Gli mandò un sms, sapendo che non leggeva messaggi che non provenissero da lì, e aspettò impazientemente una risposta che non tardò ad arrivare.

Era presto, ancora più di quando si erano incontrati la mattina precedente, ma Federico non era riuscito a chiudere occhio e Carlo era mattiniero per abitudine.

Il procuratore gli disse che avrebbero potuto incontrarsi direttamente a casa del ragazzo e che sarebbe stato lì a breve.

Il calciatore cercò di stemperare la tensione cucinandosi una colazione nell'attesa, ma le sue scarse doti culinarie non aiutarono e si ritrovò a stare peggio di prima e ancora a stomaco vuoto.

Alla fine prese una mela dal cesto dove teneva tutta la frutta e la addentò, decisamente affamato.

Quella mattina - stavolta per davvero - era libero dagli allenamenti, motivo per cui era da pazzi essere già in piedi alle otto, ma non per Federico.

Aveva passato la notte a pensare al patto che aveva stretto con Beatrice, sempre più convinto di dover smettere di pensare a lei, o almeno di vederla in quel modo.

La conosceva da poco e non poteva neanche più permettersi di innamorarsi di lei, soprattutto dopo l'aver stabilito quelle regole.

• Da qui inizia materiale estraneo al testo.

//! Clock abstraction for testable time handling.

use chrono::{DateTime, Utc};
use parking_lot::Mutex;
use std::sync::Arc;
use std::time::Duration;

/// A clock that provides the current time. Implementations must be cheap to clone
/// (sockets, handlers, and loggers all hold their own copy).
pub trait Clock: Clone + Send + Sync + 'static {
    fn now(&self) -> DateTime<Utc>;
}

/// Real system clock.
#[derive(Clone, Default)]
pub struct SystemClock;

impl Clock for SystemClock {
    fn now(&self) -> DateTime<Utc> {
        Utc::now()
    }
}

/// Fake clock for deterministic tests of rotation boundaries and ordering invariants.
#[derive(Clone)]
pub struct FakeClock {
    current: Arc<Mutex<DateTime<Utc>>>,
}

impl FakeClock {
    pub fn new(start: DateTime<Utc>) -> Self {
        Self { current: Arc::new(Mutex::new(start)) }
    }

    /// Advance the clock by the given duration.
    pub fn advance(&self, duration: Duration) {
        let mut current = self.current.lock();
        *current += chrono::Duration::from_std(duration).unwrap_or_default();
    }

    /// Set the clock to a specific instant.
    pub fn set(&self, instant: DateTime<Utc>) {
        *self.current.lock() = instant;
    }
}

impl Clock for FakeClock {
    fn now(&self) -> DateTime<Utc> {
        *self.current.lock()
    }
}

#[cfg(test)]
#[path = "clock_tests.rs"]
mod tests;
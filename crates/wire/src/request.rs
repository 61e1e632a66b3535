//! Inbound (client-to-server) envelope decoding.

use crate::types::ExecuteOptions;
use crate::ProtocolError;
use chrono::{DateTime, Utc};
use serde::Deserialize;
use tether_core::ProjectId;

/// The literal wire shape: `{ "type": ..., "project_id": <optional>, "data": <optional> }`.
#[derive(Debug, Deserialize)]
struct RawEnvelope {
    #[serde(rename = "type")]
    kind: String,
    #[serde(default)]
    project_id: Option<String>,
    #[serde(default)]
    data: serde_json::Value,
}

/// A decoded client request, with `project_id` already resolved to whichever of the two
/// places this is allowed (an explicit field inside `data`, or the envelope-level
/// convenience field) the client actually used.
///
/// Resolving the *effective* target project (falling back further to the session's
/// currently-joined project) is the router's job, not this crate's — `tether-wire` only
/// reports what the client literally sent.
#[derive(Debug, Clone, PartialEq)]
pub struct ClientMessage {
    pub project_id: Option<ProjectId>,
    pub kind: ClientMessageKind,
}

#[derive(Debug, Clone, PartialEq)]
pub enum ClientMessageKind {
    ProjectCreate { path: String },
    ProjectDelete,
    ProjectList,
    ProjectJoin,
    ProjectLeave,
    Execute { prompt: String, options: ExecuteOptions },
    AgentNewSession,
    AgentKill,
    GetMessages { since: DateTime<Utc> },
}

impl ClientMessageKind {
    /// The `type` string this kind decodes from / the unknown-type error names.
    pub fn type_name(&self) -> &'static str {
        match self {
            ClientMessageKind::ProjectCreate { .. } => "project_create",
            ClientMessageKind::ProjectDelete => "project_delete",
            ClientMessageKind::ProjectList => "project_list",
            ClientMessageKind::ProjectJoin => "project_join",
            ClientMessageKind::ProjectLeave => "project_leave",
            ClientMessageKind::Execute { .. } => "execute",
            ClientMessageKind::AgentNewSession => "agent_new_session",
            ClientMessageKind::AgentKill => "agent_kill",
            ClientMessageKind::GetMessages { .. } => "get_messages",
        }
    }
}

#[derive(Debug, Deserialize)]
struct ProjectCreateData {
    path: String,
}

#[derive(Debug, Deserialize)]
struct ProjectIdData {
    #[serde(default)]
    project_id: Option<String>,
}

#[derive(Debug, Deserialize)]
struct ExecuteData {
    prompt: String,
    #[serde(default)]
    project_id: Option<String>,
    #[serde(default)]
    options: ExecuteOptions,
}

#[derive(Debug, Deserialize)]
struct GetMessagesData {
    since: DateTime<Utc>,
    #[serde(default)]
    project_id: Option<String>,
}

/// Decode one inbound WebSocket text frame.
///
/// Errors are `ProtocolError::UnknownType` for an unrecognized `type`, or
/// `ProtocolError::Malformed` for anything else (bad JSON, missing required `data` fields).
pub fn decode(bytes: &[u8]) -> Result<ClientMessage, ProtocolError> {
    let envelope: RawEnvelope =
        serde_json::from_slice(bytes).map_err(|e| ProtocolError::Malformed(e.to_string()))?;

    let malformed = |e: serde_json::Error| ProtocolError::Malformed(e.to_string());
    // An absent `data` decodes to `Value::Null`; treat that as `{}` so types whose fields
    // are all optional (a bare project_id payload, say) don't require an empty object.
    let data = if envelope.data.is_null() { serde_json::json!({}) } else { envelope.data };

    let (kind, data_project_id) = match envelope.kind.as_str() {
        "project_create" => {
            let data: ProjectCreateData = serde_json::from_value(data).map_err(malformed)?;
            (ClientMessageKind::ProjectCreate { path: data.path }, None)
        }
        "project_delete" => {
            let data: ProjectIdData = serde_json::from_value(data).map_err(malformed)?;
            (ClientMessageKind::ProjectDelete, data.project_id)
        }
        "project_list" => (ClientMessageKind::ProjectList, None),
        "project_join" => {
            let data: ProjectIdData = serde_json::from_value(data).map_err(malformed)?;
            (ClientMessageKind::ProjectJoin, data.project_id)
        }
        "project_leave" => {
            let data: ProjectIdData = serde_json::from_value(data).map_err(malformed)?;
            (ClientMessageKind::ProjectLeave, data.project_id)
        }
        "execute" => {
            let data: ExecuteData = serde_json::from_value(data).map_err(malformed)?;
            (
                ClientMessageKind::Execute { prompt: data.prompt, options: data.options },
                data.project_id,
            )
        }
        "agent_new_session" => {
            let data: ProjectIdData = serde_json::from_value(data).map_err(malformed)?;
            (ClientMessageKind::AgentNewSession, data.project_id)
        }
        "agent_kill" => {
            let data: ProjectIdData = serde_json::from_value(data).map_err(malformed)?;
            (ClientMessageKind::AgentKill, data.project_id)
        }
        "get_messages" => {
            let data: GetMessagesData = serde_json::from_value(data).map_err(malformed)?;
            (ClientMessageKind::GetMessages { since: data.since }, data.project_id)
        }
        other => return Err(ProtocolError::UnknownType(other.to_string())),
    };

    let project_id = data_project_id
        .or(envelope.project_id)
        .map(ProjectId::from_string);

    Ok(ClientMessage { project_id, kind })
}

#[cfg(test)]
#[path = "request_tests.rs"]
mod tests;
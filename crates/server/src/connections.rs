//! The set of live sessions: one outbound queue and cancellation handle per connection,
//! plus the global and per-IP connection counters the accept loop enforces against.

use crate::error::ServerError;
use parking_lot::RwLock;
use std::collections::HashMap;
use std::net::IpAddr;
use std::sync::Arc;
use tether_core::SessionId;
use tether_wire::ServerMessage;
use tokio::sync::mpsc;
use tokio_util::sync::CancellationToken;

/// A connection's outbound handle: the channel its writer task drains, and a token the
/// writer task's read side watches to close the socket on eviction (slow-consumer or an
/// explicit disconnect triggered from elsewhere, e.g. project deletion).
#[derive(Clone)]
pub struct ConnectionHandle {
    pub addr: IpAddr,
    pub sender: mpsc::Sender<ServerMessage>,
    pub cancel: CancellationToken,
}

pub struct ConnectionTable {
    max_connections: usize,
    max_per_ip: usize,
    sessions: RwLock<HashMap<SessionId, ConnectionHandle>>,
    per_ip_count: RwLock<HashMap<IpAddr, usize>>,
}

impl ConnectionTable {
    pub fn new(max_connections: usize, max_per_ip: usize) -> Self {
        Self {
            max_connections,
            max_per_ip,
            sessions: RwLock::new(HashMap::new()),
            per_ip_count: RwLock::new(HashMap::new()),
        }
    }

    /// Register a newly accepted connection, enforcing the global and per-IP caps
    /// atomically against each other.
    pub fn register(
        &self,
        session_id: SessionId,
        addr: IpAddr,
        sender: mpsc::Sender<ServerMessage>,
    ) -> Result<ConnectionHandle, ServerError> {
        let mut sessions = self.sessions.write();
        let mut per_ip = self.per_ip_count.write();

        if sessions.len() >= self.max_connections {
            return Err(ServerError::ConnectionLimit);
        }
        let count = per_ip.get(&addr).copied().unwrap_or(0);
        if count >= self.max_per_ip {
            return Err(ServerError::ConnectionLimit);
        }

        let handle = ConnectionHandle { addr, sender, cancel: CancellationToken::new() };
        sessions.insert(session_id, handle.clone());
        *per_ip.entry(addr).or_insert(0) += 1;
        Ok(handle)
    }

    /// Idempotent: a session already removed (e.g. by a concurrent eviction) is a no-op.
    pub fn remove(&self, session_id: &SessionId) {
        let removed = self.sessions.write().remove(session_id);
        if let Some(handle) = removed {
            let mut per_ip = self.per_ip_count.write();
            if let Some(count) = per_ip.get_mut(&handle.addr) {
                *count = count.saturating_sub(1);
                if *count == 0 {
                    per_ip.remove(&handle.addr);
                }
            }
        }
    }

    pub fn get(&self, session_id: &SessionId) -> Option<ConnectionHandle> {
        self.sessions.read().get(session_id).cloned()
    }

    pub fn len(&self) -> usize {
        self.sessions.read().len()
    }

    pub fn is_empty(&self) -> bool {
        self.len() == 0
    }

    /// Force-close a session from elsewhere in the system (slow-consumer eviction). The
    /// connection's own write loop notices the cancellation and tears itself down, which
    /// keeps `remove` as the single place bookkeeping happens.
    pub fn evict(&self, session_id: &SessionId) {
        if let Some(handle) = self.get(session_id) {
            handle.cancel.cancel();
        }
    }

    pub fn broadcast_all(&self, message: ServerMessage) {
        for handle in self.sessions.read().values() {
            let _ = handle.sender.try_send(message.clone());
        }
    }
}

pub type SharedConnectionTable = Arc<ConnectionTable>;

#[cfg(test)]
#[path = "connections_tests.rs"]
mod tests;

E mentre si diceva di smetterla, ma comunque faceva finire il suo pensiero sempre lì, venne disturbato dal suono del campanello.

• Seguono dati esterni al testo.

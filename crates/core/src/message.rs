//! The unit of the per-project message log.

use chrono::{DateTime, Utc};
use serde::{Deserialize, Serialize};

/// Which side of the conversation a logged message came from.
#[derive(Debug, Clone, Copy, PartialEq, Eq, Serialize, Deserialize)]
#[serde(rename_all = "lowercase")]
pub enum Direction {
    Client,
    Agent,
}

/// One entry in a project's append-only log.
///
/// Invariant: within a single log file, entries are written in strictly non-decreasing
/// `timestamp` order (enforced by `tether-storage::MessageLog`, which is the only writer).
#[derive(Debug, Clone, Serialize, Deserialize)]
pub struct TimestampedMessage {
    pub timestamp: DateTime<Utc>,
    pub direction: Direction,
    pub payload: serde_json::Value,
}

impl TimestampedMessage {
    pub fn new(timestamp: DateTime<Utc>, direction: Direction, payload: serde_json::Value) -> Self {
        Self { timestamp, direction, payload }
    }
}
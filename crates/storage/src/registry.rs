//! Project Registry: owns the set of projects, persists metadata atomically, enforces
//! path rules, recovers on startup.

use chrono::{DateTime, Utc};
use parking_lot::RwLock;
use serde::{Deserialize, Serialize};
use std::collections::HashMap;
use std::fs;
use std::path::{Path, PathBuf};
use tether_core::{project::paths_nest, Clock, Project, ProjectId, ProjectState, SystemClock};
use thiserror::Error;
use tracing::{error, warn};

#[derive(Debug, Error)]
pub enum RegistryError {
    #[error("path is invalid: {0}")]
    InvalidPath(String),
    #[error("project path nests with an existing project")]
    ProjectNesting,
    #[error("project not found")]
    ProjectNotFound,
    #[error("project has an execution in progress")]
    ProcessActive,
    #[error("maximum number of projects reached")]
    ResourceLimit,
    #[error("io error: {0}")]
    Io(#[from] std::io::Error),
    #[error("failed to encode metadata: {0}")]
    Encode(#[from] serde_json::Error),
}

impl RegistryError {
    pub fn code(&self) -> tether_core::ErrorCode {
        use tether_core::ErrorCode::*;
        match self {
            RegistryError::InvalidPath(_) => InvalidPath,
            RegistryError::ProjectNesting => ProjectNesting,
            RegistryError::ProjectNotFound => ProjectNotFound,
            RegistryError::ProcessActive => ProcessActive,
            RegistryError::ResourceLimit => ResourceLimit,
            RegistryError::Io(_) | RegistryError::Encode(_) => InternalError,
        }
    }
}

/// The on-disk representation of a project. Deliberately narrower than `Project`: `state`
/// is runtime-only (every recovered project starts `Idle` — a crash mid-execution cannot
/// have left a live child process behind).
#[derive(Debug, Clone, Serialize, Deserialize)]
struct ProjectMetadata {
    id: String,
    path: PathBuf,
    session_id: Option<String>,
    created_at: DateTime<Utc>,
    last_active: DateTime<Utc>,
}

impl From<&Project> for ProjectMetadata {
    fn from(p: &Project) -> Self {
        Self {
            id: p.id.as_str().to_string(),
            path: p.path.clone(),
            session_id: p.session_id.clone(),
            created_at: p.created_at,
            last_active: p.last_active,
        }
    }
}

impl ProjectMetadata {
    fn into_project(self) -> Project {
        Project {
            id: ProjectId::from_string(self.id),
            path: self.path,
            session_id: self.session_id,
            state: ProjectState::Idle,
            created_at: self.created_at,
            last_active: self.last_active,
        }
    }
}

pub struct RegistryConfig {
    pub max_projects: usize,
}

impl Default for RegistryConfig {
    fn default() -> Self {
        Self { max_projects: 100 }
    }
}

/// Owns the in-memory project map and its on-disk mirror under `<data_root>/projects/`.
pub struct ProjectRegistry<C: Clock = SystemClock> {
    data_root: PathBuf,
    config: RegistryConfig,
    clock: C,
    projects: RwLock<HashMap<ProjectId, Project>>,
}

impl ProjectRegistry<SystemClock> {
    pub fn new(data_root: impl Into<PathBuf>, config: RegistryConfig) -> Self {
        Self::with_clock(data_root, config, SystemClock)
    }
}

impl<C: Clock> ProjectRegistry<C> {
    pub fn with_clock(data_root: impl Into<PathBuf>, config: RegistryConfig, clock: C) -> Self {
        Self { data_root: data_root.into(), config, clock, projects: RwLock::new(HashMap::new()) }
    }

    fn project_dir(&self, id: &ProjectId) -> PathBuf {
        self.data_root.join("projects").join(id.as_str())
    }

    fn metadata_path(&self, id: &ProjectId) -> PathBuf {
        self.project_dir(id).join("metadata.json")
    }

    /// Load every project whose `metadata.json` parses under `<data_root>/projects/`.
    ///
    /// A single unreadable or malformed entry is logged and skipped, never treated as
    /// fatal and never deleted. After loading, any pair of recovered projects that
    /// now violates the no-nesting invariant is resolved by quarantining (not serving, not
    /// deleting) the one created later.
    pub fn load(data_root: impl Into<PathBuf>, config: RegistryConfig, clock: C) -> Self {
        let data_root = data_root.into();
        let mut loaded: Vec<Project> = Vec::new();
        let projects_dir = data_root.join("projects");
        if let Ok(entries) = fs::read_dir(&projects_dir) {
            for entry in entries.flatten() {
                let metadata_path = entry.path().join("metadata.json");
                match fs::read(&metadata_path) {
                    Ok(bytes) => match serde_json::from_slice::<ProjectMetadata>(&bytes) {
                        Ok(metadata) => loaded.push(metadata.into_project()),
                        Err(e) => {
                            error!(path = %metadata_path.display(), error = %e, "skipping project with malformed metadata");
                        }
                    },
                    Err(e) => {
                        error!(path = %metadata_path.display(), error = %e, "skipping unreadable project metadata");
                    }
                }
            }
        }

        loaded.sort_by_key(|p| p.created_at);
        let mut kept: Vec<Project> = Vec::new();
        for candidate in loaded {
            let conflicts = kept.iter().any(|p| paths_nest(&p.path, &candidate.path));
            if conflicts {
                warn!(
                    project_id = %candidate.id,
                    path = %candidate.path.display(),
                    "quarantining project: path nests with an already-recovered project"
                );
                continue;
            }
            kept.push(candidate);
        }

        let projects = kept.into_iter().map(|p| (p.id.clone(), p)).collect();
        Self { data_root, config, clock, projects: RwLock::new(projects) }
    }

    pub fn create(&self, path: PathBuf) -> Result<Project, RegistryError> {
        let canonical = canonicalize(&path)?;

        let mut projects = self.projects.write();
        if projects.len() >= self.config.max_projects {
            return Err(RegistryError::ResourceLimit);
        }
        if projects.values().any(|p| p.nests_with(&canonical)) {
            return Err(RegistryError::ProjectNesting);
        }

        let project = Project::new(canonical, self.clock.now());
        self.persist(&project)?;
        projects.insert(project.id.clone(), project.clone());
        Ok(project)
    }

    pub fn delete(&self, id: &ProjectId) -> Result<(), RegistryError> {
        let mut projects = self.projects.write();
        let project = projects.get(id).ok_or(RegistryError::ProjectNotFound)?;
        if !project.state.deletable() {
            return Err(RegistryError::ProcessActive);
        }
        let dir = self.project_dir(id);
        if dir.exists() {
            fs::remove_dir_all(&dir)?;
        }
        projects.remove(id);
        Ok(())
    }

    pub fn get(&self, id: &ProjectId) -> Option<Project> {
        self.projects.read().get(id).cloned()
    }

    pub fn list(&self) -> Vec<Project> {
        self.projects.read().values().cloned().collect()
    }

    /// Update `session_id` (used by the executor after a successful run). Persists before
    /// returning — if the write fails, the in-memory mutation is reverted so a
    /// restart is consistent with what the client already observed.
    pub fn update_session(
        &self,
        id: &ProjectId,
        session_id: Option<String>,
    ) -> Result<(), RegistryError> {
        let mut projects = self.projects.write();
        let project = projects.get_mut(id).ok_or(RegistryError::ProjectNotFound)?;
        let previous = project.session_id.clone();
        project.session_id = session_id;
        project.last_active = self.clock.now();
        if let Err(e) = self.persist(project) {
            project.session_id = previous;
            return Err(e);
        }
        Ok(())
    }

    pub fn clear_session(&self, id: &ProjectId) -> Result<(), RegistryError> {
        self.update_session(id, None)
    }

    pub fn set_state(&self, id: &ProjectId, state: ProjectState) -> Result<(), RegistryError> {
        let mut projects = self.projects.write();
        let project = projects.get_mut(id).ok_or(RegistryError::ProjectNotFound)?;
        project.state = state;
        project.last_active = self.clock.now();
        Ok(())
    }

    pub fn mutate<R>(
        &self,
        id: &ProjectId,
        f: impl FnOnce(&mut Project) -> R,
    ) -> Result<R, RegistryError> {
        let mut projects = self.projects.write();
        let project = projects.get_mut(id).ok_or(RegistryError::ProjectNotFound)?;
        Ok(f(project))
    }

    /// Atomic temp-file + rename write of `metadata.json` (the rename is the commit
    /// point).
    fn persist(&self, project: &Project) -> Result<(), RegistryError> {
        let dir = self.project_dir(&project.id);
        fs::create_dir_all(&dir)?;
        let metadata = ProjectMetadata::from(project);
        let bytes = serde_json::to_vec_pretty(&metadata)?;
        let final_path = self.metadata_path(&project.id);
        let tmp_path = dir.join(format!(".metadata.json.{}.tmp", nanoid::nanoid!(8)));
        fs::write(&tmp_path, &bytes)?;
        fs::rename(&tmp_path, &final_path)?;
        Ok(())
    }
}

/// Absolute, existing-directory path check. Rejects parent-traversal components outright
/// rather than letting `canonicalize()` silently resolve them away.
fn canonicalize(path: &Path) -> Result<PathBuf, RegistryError> {
    if !path.is_absolute() {
        return Err(RegistryError::InvalidPath("path must be absolute".into()));
    }
    if path.components().any(|c| matches!(c, std::path::Component::ParentDir)) {
        return Err(RegistryError::InvalidPath("path contains parent-traversal components".into()));
    }
    let canonical = path
        .canonicalize()
        .map_err(|_| RegistryError::InvalidPath("path does not exist".into()))?;
    if !canonical.is_dir() {
        return Err(RegistryError::InvalidPath("path is not a directory".into()));
    }
    Ok(canonical)
}

#[cfg(test)]
#[path = "registry_tests.rs"]
mod tests;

Si alzò controvoglia dalla sedia su cui si era poggiato per fare colazione in tranquillità e frettolosamente aprì la porta d'ingresso: prima risolveva quella questione meglio era.

«Buongiorno.» Salutò educatamente il ragazzo quando l'uomo fece capolino nel salotto della sua abitazione, nonostante i toni che avrebbe voluto utilizzare fossero tutto meno che educati.

«'Giorno.» Salutò Carlo di rimando abbastanza freddamente e solo per circostanza.

Più passava il tempo e meno sopportava il suo procuratore con i suoi modi bruschi e arroganti che lo facevano sentire piccolo e impotente al suo cospetto.

Alla fine se quell'uomo guadagnava era tutto merito suo e del suo rendimento, unico motivo per cui gli interessavano così tanto le condizioni calcistiche del giocatore.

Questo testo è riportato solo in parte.